Segment Start: Materials provided
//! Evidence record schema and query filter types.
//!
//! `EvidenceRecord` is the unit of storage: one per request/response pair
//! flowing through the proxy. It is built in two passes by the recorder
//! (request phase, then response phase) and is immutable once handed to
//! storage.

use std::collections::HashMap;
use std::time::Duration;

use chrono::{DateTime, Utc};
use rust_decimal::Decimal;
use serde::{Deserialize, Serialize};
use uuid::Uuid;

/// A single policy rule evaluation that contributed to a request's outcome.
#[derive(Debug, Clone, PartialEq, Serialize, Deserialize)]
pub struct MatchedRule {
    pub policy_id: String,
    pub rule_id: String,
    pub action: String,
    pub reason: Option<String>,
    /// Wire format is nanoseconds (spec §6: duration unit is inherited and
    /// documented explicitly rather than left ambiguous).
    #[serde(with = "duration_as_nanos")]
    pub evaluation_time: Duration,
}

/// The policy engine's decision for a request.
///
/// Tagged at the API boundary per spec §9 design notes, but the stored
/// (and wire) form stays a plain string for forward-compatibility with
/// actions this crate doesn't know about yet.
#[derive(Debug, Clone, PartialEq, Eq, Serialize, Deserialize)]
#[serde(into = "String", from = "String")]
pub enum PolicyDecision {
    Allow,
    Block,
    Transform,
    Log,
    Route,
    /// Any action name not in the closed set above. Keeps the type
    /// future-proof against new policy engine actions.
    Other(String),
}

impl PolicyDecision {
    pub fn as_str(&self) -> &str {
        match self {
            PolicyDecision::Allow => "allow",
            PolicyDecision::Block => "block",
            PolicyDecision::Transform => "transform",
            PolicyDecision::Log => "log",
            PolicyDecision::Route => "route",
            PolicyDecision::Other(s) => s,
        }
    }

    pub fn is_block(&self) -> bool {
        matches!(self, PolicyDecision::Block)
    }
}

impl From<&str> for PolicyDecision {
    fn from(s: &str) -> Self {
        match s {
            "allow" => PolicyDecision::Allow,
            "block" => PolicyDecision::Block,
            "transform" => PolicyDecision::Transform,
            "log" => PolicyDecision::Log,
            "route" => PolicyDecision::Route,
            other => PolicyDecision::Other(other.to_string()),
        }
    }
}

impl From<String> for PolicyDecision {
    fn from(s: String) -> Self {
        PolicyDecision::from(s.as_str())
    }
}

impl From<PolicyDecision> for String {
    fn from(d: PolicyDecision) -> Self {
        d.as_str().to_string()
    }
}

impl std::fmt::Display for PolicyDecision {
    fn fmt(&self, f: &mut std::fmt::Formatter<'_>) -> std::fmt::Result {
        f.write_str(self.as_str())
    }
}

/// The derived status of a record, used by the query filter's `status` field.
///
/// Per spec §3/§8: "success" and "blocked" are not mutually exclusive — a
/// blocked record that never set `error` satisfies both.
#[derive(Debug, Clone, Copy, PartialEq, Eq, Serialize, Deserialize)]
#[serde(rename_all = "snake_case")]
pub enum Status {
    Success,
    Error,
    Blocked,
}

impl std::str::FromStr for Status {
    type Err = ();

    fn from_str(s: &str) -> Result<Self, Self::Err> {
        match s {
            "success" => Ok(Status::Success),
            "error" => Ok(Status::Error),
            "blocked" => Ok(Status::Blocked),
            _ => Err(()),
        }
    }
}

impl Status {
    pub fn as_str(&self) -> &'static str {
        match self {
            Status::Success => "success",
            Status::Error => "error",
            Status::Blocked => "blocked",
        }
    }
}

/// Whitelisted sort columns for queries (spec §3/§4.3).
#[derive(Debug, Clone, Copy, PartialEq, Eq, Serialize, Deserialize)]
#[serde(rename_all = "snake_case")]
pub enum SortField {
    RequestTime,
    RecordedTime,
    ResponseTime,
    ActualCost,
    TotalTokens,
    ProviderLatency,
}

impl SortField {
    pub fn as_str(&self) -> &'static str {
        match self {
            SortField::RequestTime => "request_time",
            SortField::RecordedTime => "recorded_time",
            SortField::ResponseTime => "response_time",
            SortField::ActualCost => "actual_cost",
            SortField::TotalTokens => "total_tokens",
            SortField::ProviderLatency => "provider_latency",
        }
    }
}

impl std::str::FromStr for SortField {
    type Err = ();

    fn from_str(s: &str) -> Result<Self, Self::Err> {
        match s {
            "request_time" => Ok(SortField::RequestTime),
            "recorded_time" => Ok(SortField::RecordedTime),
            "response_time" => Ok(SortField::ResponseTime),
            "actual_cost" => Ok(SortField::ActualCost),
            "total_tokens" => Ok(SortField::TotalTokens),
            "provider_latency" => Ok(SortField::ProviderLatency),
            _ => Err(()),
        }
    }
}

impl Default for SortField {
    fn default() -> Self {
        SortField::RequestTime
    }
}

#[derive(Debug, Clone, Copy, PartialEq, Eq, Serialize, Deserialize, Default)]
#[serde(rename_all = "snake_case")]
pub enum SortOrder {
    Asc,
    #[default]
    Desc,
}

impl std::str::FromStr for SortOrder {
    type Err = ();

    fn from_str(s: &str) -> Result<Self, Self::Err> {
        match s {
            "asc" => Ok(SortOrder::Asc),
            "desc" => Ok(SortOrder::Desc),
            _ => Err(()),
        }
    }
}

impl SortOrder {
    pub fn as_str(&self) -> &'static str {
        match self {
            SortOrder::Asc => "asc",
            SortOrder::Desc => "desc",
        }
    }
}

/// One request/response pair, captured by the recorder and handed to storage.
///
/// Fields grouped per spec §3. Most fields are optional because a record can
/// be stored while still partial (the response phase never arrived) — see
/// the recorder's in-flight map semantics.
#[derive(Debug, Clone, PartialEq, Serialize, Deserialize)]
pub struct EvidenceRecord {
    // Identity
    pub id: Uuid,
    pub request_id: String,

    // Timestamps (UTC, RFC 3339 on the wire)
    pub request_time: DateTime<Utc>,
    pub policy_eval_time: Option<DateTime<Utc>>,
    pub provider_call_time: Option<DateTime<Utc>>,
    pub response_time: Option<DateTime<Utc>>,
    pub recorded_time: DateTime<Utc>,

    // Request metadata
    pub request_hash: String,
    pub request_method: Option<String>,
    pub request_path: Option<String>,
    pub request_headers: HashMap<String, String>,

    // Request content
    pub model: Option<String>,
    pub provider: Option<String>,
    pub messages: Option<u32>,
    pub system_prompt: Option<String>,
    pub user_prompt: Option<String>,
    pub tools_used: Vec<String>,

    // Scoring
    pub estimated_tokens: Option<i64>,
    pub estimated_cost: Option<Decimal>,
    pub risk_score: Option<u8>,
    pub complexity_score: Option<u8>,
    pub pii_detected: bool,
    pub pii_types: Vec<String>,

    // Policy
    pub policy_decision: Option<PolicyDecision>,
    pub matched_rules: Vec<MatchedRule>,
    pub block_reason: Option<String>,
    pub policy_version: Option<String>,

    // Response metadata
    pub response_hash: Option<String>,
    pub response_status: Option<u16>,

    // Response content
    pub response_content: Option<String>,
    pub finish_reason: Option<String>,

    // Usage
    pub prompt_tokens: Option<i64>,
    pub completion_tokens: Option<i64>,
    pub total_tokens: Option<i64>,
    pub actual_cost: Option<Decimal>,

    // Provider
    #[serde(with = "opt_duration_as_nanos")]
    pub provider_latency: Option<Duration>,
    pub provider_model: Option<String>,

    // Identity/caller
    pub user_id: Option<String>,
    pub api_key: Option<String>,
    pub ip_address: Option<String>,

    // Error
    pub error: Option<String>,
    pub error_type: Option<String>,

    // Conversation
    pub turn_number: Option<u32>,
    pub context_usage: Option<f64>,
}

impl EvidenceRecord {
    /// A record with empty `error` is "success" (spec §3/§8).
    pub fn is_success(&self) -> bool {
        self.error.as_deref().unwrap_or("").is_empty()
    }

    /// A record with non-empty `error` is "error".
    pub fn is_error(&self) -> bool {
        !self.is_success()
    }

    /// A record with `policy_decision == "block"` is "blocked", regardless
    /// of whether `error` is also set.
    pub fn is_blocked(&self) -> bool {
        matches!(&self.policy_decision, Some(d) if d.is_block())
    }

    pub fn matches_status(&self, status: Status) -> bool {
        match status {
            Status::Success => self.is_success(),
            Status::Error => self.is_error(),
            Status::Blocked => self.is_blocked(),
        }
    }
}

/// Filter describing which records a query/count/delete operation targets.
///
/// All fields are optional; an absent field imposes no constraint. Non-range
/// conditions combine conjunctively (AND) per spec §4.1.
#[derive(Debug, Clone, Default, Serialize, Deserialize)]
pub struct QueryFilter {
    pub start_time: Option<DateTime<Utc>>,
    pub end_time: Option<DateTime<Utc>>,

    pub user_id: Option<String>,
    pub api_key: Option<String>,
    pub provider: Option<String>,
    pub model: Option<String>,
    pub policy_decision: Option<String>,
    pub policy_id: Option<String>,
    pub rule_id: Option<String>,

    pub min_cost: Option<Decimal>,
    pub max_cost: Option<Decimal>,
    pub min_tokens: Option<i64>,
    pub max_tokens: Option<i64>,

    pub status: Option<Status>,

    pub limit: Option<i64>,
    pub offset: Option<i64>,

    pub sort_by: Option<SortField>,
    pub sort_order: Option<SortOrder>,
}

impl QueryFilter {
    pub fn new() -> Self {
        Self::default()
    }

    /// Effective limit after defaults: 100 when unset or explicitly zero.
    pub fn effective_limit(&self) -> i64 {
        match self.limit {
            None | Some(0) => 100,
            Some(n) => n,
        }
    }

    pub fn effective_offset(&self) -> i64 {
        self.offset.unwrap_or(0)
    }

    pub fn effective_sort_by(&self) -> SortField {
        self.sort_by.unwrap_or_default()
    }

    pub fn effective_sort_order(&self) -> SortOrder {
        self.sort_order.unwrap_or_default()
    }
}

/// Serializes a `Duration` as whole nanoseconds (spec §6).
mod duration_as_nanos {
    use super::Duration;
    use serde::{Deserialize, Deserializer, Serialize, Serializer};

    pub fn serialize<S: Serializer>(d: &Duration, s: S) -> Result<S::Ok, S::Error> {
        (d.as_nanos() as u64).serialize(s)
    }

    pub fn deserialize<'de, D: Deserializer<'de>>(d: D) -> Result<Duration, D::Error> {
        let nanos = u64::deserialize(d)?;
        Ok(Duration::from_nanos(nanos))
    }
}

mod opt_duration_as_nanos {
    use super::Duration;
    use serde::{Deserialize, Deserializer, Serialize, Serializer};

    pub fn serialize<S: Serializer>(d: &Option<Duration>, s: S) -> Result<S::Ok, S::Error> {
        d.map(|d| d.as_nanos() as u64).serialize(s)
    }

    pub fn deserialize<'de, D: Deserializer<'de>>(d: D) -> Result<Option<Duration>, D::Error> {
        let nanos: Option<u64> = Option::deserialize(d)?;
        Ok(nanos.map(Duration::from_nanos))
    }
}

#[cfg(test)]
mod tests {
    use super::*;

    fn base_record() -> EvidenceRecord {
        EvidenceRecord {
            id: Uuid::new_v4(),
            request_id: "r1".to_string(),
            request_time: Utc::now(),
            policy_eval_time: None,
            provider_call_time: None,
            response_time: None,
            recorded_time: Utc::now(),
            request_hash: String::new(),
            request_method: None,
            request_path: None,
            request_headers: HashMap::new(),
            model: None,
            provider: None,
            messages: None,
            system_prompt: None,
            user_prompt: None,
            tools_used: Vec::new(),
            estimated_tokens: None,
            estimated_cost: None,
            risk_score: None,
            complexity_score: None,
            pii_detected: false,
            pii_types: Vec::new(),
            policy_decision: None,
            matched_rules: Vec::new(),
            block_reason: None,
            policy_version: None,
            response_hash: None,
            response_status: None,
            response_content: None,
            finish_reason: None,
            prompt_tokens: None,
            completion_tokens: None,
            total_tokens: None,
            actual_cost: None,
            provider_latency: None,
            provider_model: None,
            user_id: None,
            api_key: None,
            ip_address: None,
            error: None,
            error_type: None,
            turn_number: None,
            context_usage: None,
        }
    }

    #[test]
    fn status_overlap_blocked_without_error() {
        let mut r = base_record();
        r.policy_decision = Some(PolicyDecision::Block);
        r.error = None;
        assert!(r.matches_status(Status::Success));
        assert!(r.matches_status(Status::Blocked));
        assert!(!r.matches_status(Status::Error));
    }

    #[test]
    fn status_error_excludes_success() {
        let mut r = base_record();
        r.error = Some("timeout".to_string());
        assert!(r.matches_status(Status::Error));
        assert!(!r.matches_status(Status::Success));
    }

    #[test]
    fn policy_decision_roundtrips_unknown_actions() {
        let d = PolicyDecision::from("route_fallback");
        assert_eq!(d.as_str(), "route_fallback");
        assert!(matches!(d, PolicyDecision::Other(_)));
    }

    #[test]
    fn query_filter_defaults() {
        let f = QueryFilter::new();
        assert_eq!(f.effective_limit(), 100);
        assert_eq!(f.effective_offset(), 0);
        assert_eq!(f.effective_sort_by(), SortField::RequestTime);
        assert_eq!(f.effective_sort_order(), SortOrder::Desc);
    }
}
Segment End: Materials provided
Segment Start: Materials provided
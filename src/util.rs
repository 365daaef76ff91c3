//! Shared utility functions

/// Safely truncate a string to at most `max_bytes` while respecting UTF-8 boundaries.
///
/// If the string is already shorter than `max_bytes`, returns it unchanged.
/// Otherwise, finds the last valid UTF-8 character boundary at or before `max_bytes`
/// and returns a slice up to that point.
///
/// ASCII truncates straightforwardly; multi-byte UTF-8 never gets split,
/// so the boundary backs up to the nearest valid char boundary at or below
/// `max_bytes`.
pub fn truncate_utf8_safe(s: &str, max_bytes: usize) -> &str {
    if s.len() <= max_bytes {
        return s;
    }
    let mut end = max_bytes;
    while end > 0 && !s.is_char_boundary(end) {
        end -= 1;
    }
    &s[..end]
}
Segment End: Materials provided
Exercise brief: There is a run of lines above from the one with "query filter types." to the one with "know about yet."; print exactly that run, both ends included, and nothing else.

Completed task:
//! Evidence record schema and query filter types.
//!
//! `EvidenceRecord` is the unit of storage: one per request/response pair
//! flowing through the proxy. It is built in two passes by the recorder
//! (request phase, then response phase) and is immutable once handed to
//! storage.

use std::collections::HashMap;
use std::time::Duration;

use chrono::{DateTime, Utc};
use rust_decimal::Decimal;
use serde::{Deserialize, Serialize};
use uuid::Uuid;

/// A single policy rule evaluation that contributed to a request's outcome.
#[derive(Debug, Clone, PartialEq, Serialize, Deserialize)]
pub struct MatchedRule {
    pub policy_id: String,
    pub rule_id: String,
    pub action: String,
    pub reason: Option<String>,
    /// Wire format is nanoseconds (spec §6: duration unit is inherited and
    /// documented explicitly rather than left ambiguous).
    #[serde(with = "duration_as_nanos")]
    pub evaluation_time: Duration,
}

/// The policy engine's decision for a request.
///
/// Tagged at the API boundary per spec §9 design notes, but the stored
/// (and wire) form stays a plain string for forward-compatibility with
/// actions this crate doesn't know about yet.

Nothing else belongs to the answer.